BREGANDO: Ferrera se Apanó y No se Apenó.

Ferrera remata a “Chikis” de Villa Carmela.

Por Jaime OAXACA.

A una semana del aniversario del natalicio del Pana (2 de febrero), Antonio Ferrera decidió recordarlo y quizá homenajearlo.

A una semana del aniversario del natalicio de El Pana (2 de febrero), Antonio Ferrera decidió recordarlo y quizá homenajearlo en el ruedo de la Plaza México.

Desde que se abrió de capa en el cuarto toro, en la corrida del pasado domingo 26, el español realizó la suerte de la veleta y alguna otra de las que solía hacer El Brujo de Apizaco.

El capote seguramente fue propiedad del diestro de Apizaco, porque en los reversos decía: El Pana y dos veces la letra R, evidentemente las iniciales de Rodolfo Rodríguez.

En el año 2018, Antonio Ferrera estuvo anunciado el 2 de noviembre para torear la primera corrida de feria en la ciudad de Tlaxcala. La lluvia impidió la corrida, ésta se pospuso para el viernes 16 de ese mes. Aquella noche Ferrera realizó una gran faena ejecutando algunas de las suertes del ídolo tlaxcalteca; es decir, se apanó.

Aunque fue un novillito los asistentes estaban felices. Ese torito estaba chikis, Ferrera se lo brindó a la señora Marina, hermana de Rodolfo.

A la salida de aquel festejo, ella me contó que Antonio había pasado algunos días en Apizaco, inclusive estuvo en la casa que habitó El Brujo, lugar que ahora es museo. De ahí surge, o se afianza, el gusto del español por la forma en que el mexicano interpretaba el toreo.

Caprichos de la vida. Rodolfo Rodríguez González y José Antonio Ferrera San Marcos, nacieron en el mes de febrero, ambos recibieron la alternativa en el mes de marzo.

La Faena del 26.

Regresando al pasado domingo 26, luego de los lances de recibo, Antonio llevó al toro al caballo, remata enredándose el capote con sabor al panadero apizaquense. Sólo un piquetito del varilarguero, el burel es débil, Ferrera quizo hacer suertes en el quite, pero el bicho inválido se cayó. Hay un gesto de frustración en el hispano.

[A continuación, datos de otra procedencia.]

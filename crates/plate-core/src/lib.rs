//! # plate-core
//!
//! Core types, ID prefixes, and legacy document normalization for plateful.
//!
//! This crate provides the foundational types shared across all plateful crates:
//! - Canonical entity structs (foods, kid profiles, menus, meals, shared menus)
//! - Selection presets, completion levels, and the migrated table list
//! - ID prefix constants
//! - Cross-cutting error types
//! - Migration report types
//! - The legacy schema normalizer, used by the migrator and by live callers
//!   upgrading old cached payloads

pub mod entities;
pub mod enums;
pub mod errors;
pub mod ids;
pub mod normalize;
pub mod responses;
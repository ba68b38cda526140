//! Row-to-entity parsing helpers.
//!
//! Entities carry epoch-millisecond timestamps while the store keeps RFC 3339
//! TEXT (or `SQLite`'s `datetime('now')` format for defaulted columns).
//! JSON-valued columns are serialized text.

use chrono::{DateTime, SecondsFormat, Utc};
use serde::Serialize;
use serde::de::DeserializeOwned;

use crate::error::DatabaseError;

/// Parse a required TEXT column as `DateTime<Utc>`.
///
/// Handles both RFC 3339 (`"2026-02-09T14:30:00+00:00"`) and `SQLite`'s default
/// format (`"2026-02-09 14:30:00"`).
///
/// # Errors
///
/// Returns `DatabaseError::Query` if the string cannot be parsed as either format.
pub fn parse_datetime(s: &str) -> Result<DateTime<Utc>, DatabaseError> {
    if let Ok(dt) = DateTime::parse_from_rfc3339(s) {
        return Ok(dt.with_timezone(&Utc));
    }
    chrono::NaiveDateTime::parse_from_str(s, "%Y-%m-%d %H:%M:%S")
        .map(|naive| naive.and_utc())
        .map_err(|e| DatabaseError::Query(format!("Failed to parse datetime '{s}': {e}")))
}

/// Parse a timestamp column into epoch milliseconds.
///
/// # Errors
///
/// Returns `DatabaseError::Query` if the string is not a datetime.
pub fn datetime_to_millis(s: &str) -> Result<i64, DatabaseError> {
    Ok(parse_datetime(s)?.timestamp_millis())
}

/// Format epoch milliseconds for storage. Out-of-range values clamp to the epoch.
#[must_use]
pub fn millis_to_rfc3339(ms: i64) -> String {
    DateTime::from_timestamp_millis(ms)
        .unwrap_or(DateTime::UNIX_EPOCH)
        .to_rfc3339_opts(SecondsFormat::Millis, true)
}

/// Read a nullable TEXT column. Returns `None` for both SQL NULL and empty string.
///
/// `row.get::<String>(idx)` on a NULL column returns an error, not `""`.
///
/// # Errors
///
/// Returns `DatabaseError` if the column read fails.
pub fn get_opt_string(row: &libsql::Row, idx: i32) -> Result<Option<String>, DatabaseError> {
    match row.get::<Option<String>>(idx)? {
        Some(s) if s.is_empty() => Ok(None),
        other => Ok(other),
    }
}

/// Deserialize a JSON TEXT column into `T`.
///
/// # Errors
///
/// Returns `DatabaseError::Query` if the text is not valid JSON for `T`.
pub fn parse_json_column<T: DeserializeOwned>(s: &str) -> Result<T, DatabaseError> {
    serde_json::from_str(s).map_err(|e| DatabaseError::Query(format!("Invalid JSON in column: {e}")))
}

/// Serialize `value` for a JSON TEXT column.
///
/// # Errors
///
/// Returns `DatabaseError::Other` if serialization fails.
pub fn to_json_text<T: Serialize + ?Sized>(value: &T) -> Result<String, DatabaseError> {
    serde_json::to_string(value).map_err(|e| DatabaseError::Other(e.into()))
}

#[cfg(test)]
mod tests {
    use super::*;
    use plate_core::entities::SelectionMap;
    use pretty_assertions::assert_eq;

    #[test]
    fn parse_both_datetime_formats() {
        let a = parse_datetime("2024-01-02T03:04:05+00:00").unwrap();
        let b = parse_datetime("2024-01-02 03:04:05").unwrap();
        assert_eq!(a, b);
    }

    #[test]
    fn parse_datetime_rejects_garbage() {
        assert!(matches!(
            parse_datetime("yesterday"),
            Err(DatabaseError::Query(_))
        ));
    }

    #[test]
    fn millis_survive_storage_format() {
        let ms = 1_704_164_645_123;
        let text = millis_to_rfc3339(ms);
        assert_eq!(text, "2024-01-02T03:04:05.123Z");
        assert_eq!(datetime_to_millis(&text).unwrap(), ms);
    }

    #[test]
    fn json_column_into_selection_map() {
        let map: SelectionMap = parse_json_column(r#"{"g1":["f1","f2"]}"#).unwrap();
        assert_eq!(map["g1"], vec!["f1", "f2"]);
        assert!(parse_json_column::<SelectionMap>("{not json").is_err());
    }
}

La parte intensa de la faena se desarrolla en tablas, cerca de toriles, el lugar de los mansos. Ahí el diestro de 42 años de edad y 23 de alternativa, saca agua de una piedra, porque nadie suponía que pudiera darle muletazos a ese buey de carreta. Para encelarlo se puso muy cerca, era tan descastado Chikis, así con k, que parecía más probable le diera al torero una mordida o un pisotón en lugar de una cornada. Un par de veces Ferrera le tocó los pitones con el muslo.

La gente se entusiasmó, Ferrera sacó a relucir su experiencia. El español se la jugó, no hay duda, tantito daba coba, luego sacaba el pase, metió a la muleta al público y a ese remedo de toro, puso en ebullición al cotarro y a la escasa audiencia que estaba en La México.

Antonio tomó la espada de matar, se colocó lejos del toro, la montó, empezó a acortar terrenos caminando hacia el animal. Seis, quizá ocho pasos para llegar a la distancia exacta, se tiró a matar dejando una gran estocada de efectos inmediatos.

Le concedieron dos orejas, excesivas para algunos. Vaya que el oriundo de Buñola tardó en dar la vuelta al ruedo, como lo hacía el inolvidable diestro apizaquense.

Ferrera salvó la tarde de la infame corrida de Villa Carmela. Por si lo descastado del encierro no fuera suficiente para los que pagan boleto, el segundo estaba escobillado de ambos pitones, en tales condiciones salió al ruedo. El juez de plaza debió impedirlo. Cuando un toro se escobilla durante la lidia así continúa, pero que salga así a la arena es gandallismo de la empresa.

Casi todos en la plaza pitaban, lástima que desistieron. La empresa les metió la espada a los aficionados.

Javier García de la Peña debería impedir que sucedan esos atracos. García de la Peña es el veterinario de plaza, cargo que le asigna la delegación Benito Juárez, no trabaja para la empresa, lo ponen ahí para defender los derechos de los aficionados. Durante las protestas el veterinario y un empleado de seguridad, desde el callejón hacían señas a los aficionados que se callaran.

Vaya cosas. Se entregan los premios a toros y toreros a solicitud de la mayoría de los asistentes, pero la devolución de un toro que no cumple con las condiciones reglamentarias, no es atendida por el juez, aunque la mayoría lo solicite.

Lo que queda claro es que Ferrera se afianza en el ánimo de los aficionados, esa evocación de El Pana le llegó al público, no es cualquier cosa imitar al Brujo de Apizaco y que la gente lo tome a bien. Ferrera se apanó y no se apenó.